One cop marched to the front door to check out my story. The other one stayed outside with his three witnesses. A minute later a couple of EMTs arrived in their bright, boxy wagon. They too went inside to confirm what I already knew. Everything everyone did, it seemed, was preceded and followed by whispers into radios.
To me it all felt like slow motion. I was thinking: Somebody is dead. We should hurry. The reality was, of course, different. The reality was: Somebody was dead. What was the point of hurrying?
More patrol cops arrived in the next few minutes, and after a brief consultation with the two first responders a couple of them strung a perimeter of crime-scene tape that reached all the way to the big trees along the front curb and included the larger houses and yards on each side. Gawking drivers quickly brought traffic to a virtual standstill.
Call it bad luck, call it a side effect of being married to a prosecutor, or of being best friends with a cop, but I’d been around enough crime scenes to know what to expect and wasn’t at all surprised that Diane and the Cheetos lady and I were soon separated from one another.

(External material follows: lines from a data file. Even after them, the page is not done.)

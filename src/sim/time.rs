//! 仿真时间类型
//!
//! 连续时间，单位由分布参数决定（通常视为秒）。

use serde::{Deserialize, Serialize};
use std::cmp::Ordering;

/// 仿真时间。按 `f64::total_cmp` 全序比较，可以放进堆里。
#[derive(Debug, Clone, Copy, Default, Serialize, Deserialize)]
pub struct SimTime(pub f64);

impl SimTime {
    pub const ZERO: SimTime = SimTime(0.0);

    pub fn as_f64(self) -> f64 {
        self.0
    }

    /// 向后推移 `delay`
    pub fn after(self, delay: f64) -> SimTime {
        SimTime(self.0 + delay)
    }
}

impl PartialEq for SimTime {
    fn eq(&self, other: &Self) -> bool {
        self.cmp(other) == Ordering::Equal
    }
}

impl Eq for SimTime {}

impl Ord for SimTime {
    fn cmp(&self, other: &Self) -> Ordering {
        self.0.total_cmp(&other.0)
    }
}

impl PartialOrd for SimTime {
    fn partial_cmp(&self, other: &Self) -> Option<Ordering> {
        Some(self.cmp(other))
    }
}
//! 采样器
//!
//! 每个节点在每次仿真开始时从 `Distribution` 构造自己的 `Sampler`。

use super::distribution::Distribution;
use crate::rng::Rng;
use std::f64::consts::PI;

/// 求正样本时允许的最大连续重采样次数
pub const MAX_RESAMPLES: u32 = 10_000;

/// 正样本重采样失败
#[derive(Debug, Clone, Copy, PartialEq, Eq)]
pub struct NonPositive {
    pub attempts: u32,
}

#[derive(Debug, Clone)]
pub enum Sampler {
    Exponential {
        rate: f64,
    },
    Uniform {
        min: f64,
        max: f64,
    },
    Erlang {
        k: u32,
        rate: f64,
    },
    Normal {
        mean: f64,
        std_dev: f64,
    },
    NormalBoxMuller {
        mean: f64,
        std_dev: f64,
        /// 上一次变换剩下的标准正态样本
        cached: Option<f64>,
    },
    UnavailableTime {
        probability: f64,
        inner: Box<Sampler>,
    },
}

impl From<&Distribution> for Sampler {
    fn from(d: &Distribution) -> Self {
        match d {
            Distribution::Exponential { rate } => Self::Exponential { rate: *rate },
            Distribution::Uniform { min, max } => Self::Uniform {
                min: *min,
                max: *max,
            },
            Distribution::Erlang { k, rate } => Self::Erlang { k: *k, rate: *rate },
            Distribution::Normal { mean, std_dev } => Self::Normal {
                mean: *mean,
                std_dev: *std_dev,
            },
            Distribution::NormalBoxMuller { mean, std_dev } => Self::NormalBoxMuller {
                mean: *mean,
                std_dev: *std_dev,
                cached: None,
            },
            Distribution::UnavailableTime { probability, inner } => Self::UnavailableTime {
                probability: *probability,
                inner: Box::new(Sampler::from(inner.as_ref())),
            },
        }
    }
}

fn exponential(rate: f64, rng: &mut Rng) -> f64 {
    -rng.random().ln() / rate
}

impl Sampler {
    /// 抽取一个样本。只有 `UnavailableTime` 的内部分布重采样失败时才返回错误。
    pub fn sample(&mut self, rng: &mut Rng) -> Result<f64, NonPositive> {
        let v = match self {
            Self::Exponential { rate } => exponential(*rate, rng),
            Self::Uniform { min, max } => *min + (*max - *min) * rng.random(),
            Self::Erlang { k, rate } => (0..*k).map(|_| exponential(*rate, rng)).sum::<f64>(),
            Self::Normal { mean, std_dev } => {
                let u = rng.random();
                *mean + *std_dev * (-2.0 * u.ln()).sqrt() * (2.0 * PI * u).cos()
            }
            Self::NormalBoxMuller {
                mean,
                std_dev,
                cached,
            } => {
                let z = match cached.take() {
                    Some(z) => z,
                    None => {
                        let u1 = rng.random();
                        let u2 = rng.random();
                        let r = (-2.0 * u1.ln()).sqrt();
                        let theta = 2.0 * PI * u2;
                        *cached = Some(r * theta.sin());
                        r * theta.cos()
                    }
                };
                *mean + *std_dev * z
            }
            Self::UnavailableTime { probability, inner } => {
                if rng.random() < *probability {
                    inner.positive_sample(rng)?
                } else {
                    0.0
                }
            }
        };
        Ok(v)
    }

    /// 拒绝采样直到得到严格为正的值，用作事件延迟。
    pub fn positive_sample(&mut self, rng: &mut Rng) -> Result<f64, NonPositive> {
        for _ in 0..MAX_RESAMPLES {
            let v = self.sample(rng)?;
            if v > 0.0 {
                return Ok(v);
            }
        }
        Err(NonPositive {
            attempts: MAX_RESAMPLES,
        })
    }

    /// Box-Muller 是否缓存着一个样本
    pub fn has_cached(&self) -> bool {
        matches!(self, Self::NormalBoxMuller { cached: Some(_), .. })
    }
}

The women were each offered a seat in the back of different squad cars while I was shuttled to the front porch of the elegantly restored Victorian next door. From there I watched the cluster of uniformed cops disperse. Two headed to the back of the house clutching a fat wheel of crime-scene tape. The ones who’d stayed in front were trying to look like they had something important to do, something besides wait. The EMTs waited for something, too.
We were all doing indeterminate time in the wake of unexplained death, a sentence that would endure until the arrival of an unmarked car bringing detectives to the scene.
Part of me wanted to see my friend, Sam Purdy, step out of the detectives’ sedan.
That was the selfish part.
The generous part of me hoped that he had the evening off.